Manipulating the Nervous System to Combat Cancer: The Latest Breakthroughs
According to Jeremy Borniger, an assistant professor at Cold Spring Harbor Laboratory on New York's Long Island, growing a tumor is a lot like growing a new organ. A tumor may appear to be a mass of cells, but it's actually fed by blood vessels, communicates with the immune system, and, like any other organ, connects to the body's nervous system. For decades, scientists have been exploring ways to treat cancer by manipulating a tumor's blood supply and changing the way it interacts with the immune system. Now, a new area of research is emerging, focused on the role of nerves in cancer.
The nervous system is not just playing a passive role in cancer, says Borniger. Instead, it's essential for all phases of cancer development, from initiation through to therapeutic resistance and responses to therapy. Many cancer patients suffer from chronic fatigue, sleep disruption, appetite changes, and brain fog, all of which are related to problems with the nervous system. Borniger is working to understand whether these symptoms are caused by cancer therapy or cancer itself.
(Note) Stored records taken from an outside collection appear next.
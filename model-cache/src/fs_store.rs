//! Filesystem-backed blob store.
//!
//! Each named store is a directory under the root; each entry is a single
//! file named by the SHA-256 of its key. Writes go to a temp file first and
//! are renamed into place, so a reader sees either the old payload or the
//! new one, never a mix.

use std::io;
use std::path::{Path, PathBuf};
use std::sync::atomic::{AtomicU64, Ordering};

use async_trait::async_trait;
use bytes::Bytes;
use sha2::{Digest, Sha256};
use tokio::fs;
use tracing::debug;

use crate::store::{BlobStore, StoreHandle};

static TEMP_COUNTER: AtomicU64 = AtomicU64::new(0);

/// [`BlobStore`] that persists entries under a root directory.
#[derive(Debug, Clone)]
pub struct FsBlobStore {
    root: PathBuf,
    max_payload_bytes: Option<u64>,
}

impl FsBlobStore {
    /// Create a store rooted at `root`. Nothing is created until a store is
    /// opened.
    pub fn new(root: impl AsRef<Path>) -> Self {
        Self {
            root: root.as_ref().to_path_buf(),
            max_payload_bytes: None,
        }
    }

    /// Reject payloads larger than `bytes` with [`io::ErrorKind::StorageFull`].
    pub fn with_max_payload_bytes(mut self, bytes: u64) -> Self {
        self.max_payload_bytes = Some(bytes);
        self
    }

    /// Root directory of this store.
    pub fn root(&self) -> &Path {
        &self.root
    }
}

/// Map a store name onto a safe directory name.
fn dir_name(name: &str) -> String {
    name.chars()
        .map(|c| {
            if c.is_ascii_alphanumeric() || matches!(c, '-' | '_' | '.') {
                c
            } else {
                '_'
            }
        })
        .collect()
}

#[async_trait]
impl BlobStore for FsBlobStore {
    async fn open(&self, name: &str) -> io::Result<Box<dyn StoreHandle>> {
        let dir = self.root.join(dir_name(name));
        fs::create_dir_all(&dir).await?;

        Ok(Box::new(FsStoreHandle {
            dir,
            max_payload_bytes: self.max_payload_bytes,
        }))
    }
}

struct FsStoreHandle {
    dir: PathBuf,
    max_payload_bytes: Option<u64>,
}

impl FsStoreHandle {
    fn entry_path(&self, key: &str) -> PathBuf {
        let digest = Sha256::digest(key.as_bytes());
        self.dir.join(format!("{digest:x}.bin"))
    }
}

#[async_trait]
impl StoreHandle for FsStoreHandle {
    async fn match_key(&self, key: &str) -> io::Result<Option<Bytes>> {
        match fs::read(self.entry_path(key)).await {
            Ok(content) => Ok(Some(Bytes::from(content))),
            Err(e) if e.kind() == io::ErrorKind::NotFound => Ok(None),
            Err(e) => Err(e),
        }
    }

    async fn put(&self, key: &str, payload: Bytes) -> io::Result<()> {
        if let Some(max) = self.max_payload_bytes {
            if payload.len() as u64 > max {
                return Err(io::Error::new(
                    io::ErrorKind::StorageFull,
                    format!("payload of {} bytes exceeds limit of {max}", payload.len()),
                ));
            }
        }

        let path = self.entry_path(key);
        let serial = TEMP_COUNTER.fetch_add(1, Ordering::Relaxed);
        let temp_path = path.with_extension(format!("tmp-{}-{serial}", std::process::id()));

        if let Err(e) = fs::write(&temp_path, &payload).await {
            let _ = fs::remove_file(&temp_path).await;
            return Err(e);
        }
        if let Err(e) = fs::rename(&temp_path, &path).await {
            let _ = fs::remove_file(&temp_path).await;
            return Err(e);
        }

        debug!("Stored {} bytes at {}", payload.len(), path.display());
        Ok(())
    }

    async fn delete(&self, key: &str) -> io::Result<bool> {
        match fs::remove_file(self.entry_path(key)).await {
            Ok(()) => Ok(true),
            Err(e) if e.kind() == io::ErrorKind::NotFound => Ok(false),
            Err(e) => Err(e),
        }
    }
}

#[cfg(test)]
mod tests {
    use super::*;
    use pretty_assertions::assert_eq;
    use tempfile::TempDir;

    #[test]
    fn test_dir_name_sanitizes() {
        assert_eq!(dir_name("model-cache"), "model-cache");
        assert_eq!(dir_name("../evil/name"), ".._evil_name");
    }

    #[tokio::test]
    async fn test_entries_survive_reopen() {
        let temp_dir = TempDir::new().unwrap();
        let url = "https://models.example/minilm.onnx";

        {
            let store = FsBlobStore::new(temp_dir.path());
            let handle = store.open("models").await.unwrap();
            handle.put(url, Bytes::from_static(b"weights")).await.unwrap();
        }

        let store = FsBlobStore::new(temp_dir.path());
        let handle = store.open("models").await.unwrap();
        assert_eq!(
            handle.match_key(url).await.unwrap(),
            Some(Bytes::from_static(b"weights"))
        );
    }

    #[tokio::test]
    async fn test_no_temp_files_left_behind() {
        let temp_dir = TempDir::new().unwrap();
        let store = FsBlobStore::new(temp_dir.path());
        let handle = store.open("models").await.unwrap();

        handle.put("a", Bytes::from_static(b"1")).await.unwrap();
        handle.put("a", Bytes::from_static(b"2")).await.unwrap();

        let names: Vec<String> = std::fs::read_dir(temp_dir.path().join("models"))
            .unwrap()
            .map(|e| e.unwrap().file_name().to_string_lossy().into_owned())
            .collect();
        assert_eq!(names.len(), 1);
        assert!(names[0].ends_with(".bin"));
    }

    #[tokio::test]
    async fn test_oversized_payload_rejected() {
        let temp_dir = TempDir::new().unwrap();
        let store = FsBlobStore::new(temp_dir.path()).with_max_payload_bytes(2);
        let handle = store.open("models").await.unwrap();

        let err = handle
            .put("big", Bytes::from_static(b"abc"))
            .await
            .unwrap_err();
        assert_eq!(err.kind(), io::ErrorKind::StorageFull);
        assert!(handle.match_key("big").await.unwrap().is_none());
    }

    #[tokio::test]
    async fn test_delete_reports_presence() {
        let temp_dir = TempDir::new().unwrap();
        let store = FsBlobStore::new(temp_dir.path());
        let handle = store.open("models").await.unwrap();

        handle.put("k", Bytes::from_static(b"v")).await.unwrap();
        assert!(handle.delete("k").await.unwrap());
        assert!(!handle.delete("k").await.unwrap());
    }
}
Studies on brain tumors have shown that cancer can affect brain circuits, and the more tinkering the tumor does, the more dangerous it becomes. Scientists are now asking how common it is for nerves to directly communicate with other types of cancer cells. What's already clear, however, is that when treatments block the communication between nerve and tumor cells, it drastically alters the tumor's growth, the spread of cancer within the body, and its response to treatment.
Borniger is excited about the potential of manipulating the nervous system to combat cancer. It's amazing that one tiny nucleus in the brain can have such a strong effect on physiology and tumor growth. The idea is to figure out how these things are linked and what knobs and dials to turn to restore normal functioning and block the bad signaling that promotes cancer.
While most of this work has been in animals, early trials are starting with already-approved medications like beta blockers that may affect the release of chemicals from the nervous system, even in tumors like breast cancer. Future treatments may include electrical stimulation to better understand and directly affect the body's wiring system, adding "good signals" to counteract the bad.
The bottom line, according to Borniger, is that tumors are not floating in a vacuum, but are integrated into the body's systems. It's becoming increasingly evident that we need to start listening to how the body responds to things and not just what's happening in isolation. Tapping into the nervous system is one of the best ways to understand what's going on and to try to fix the problem. By manipulating the nervous system, we may be able to develop more effective treatments for cancer.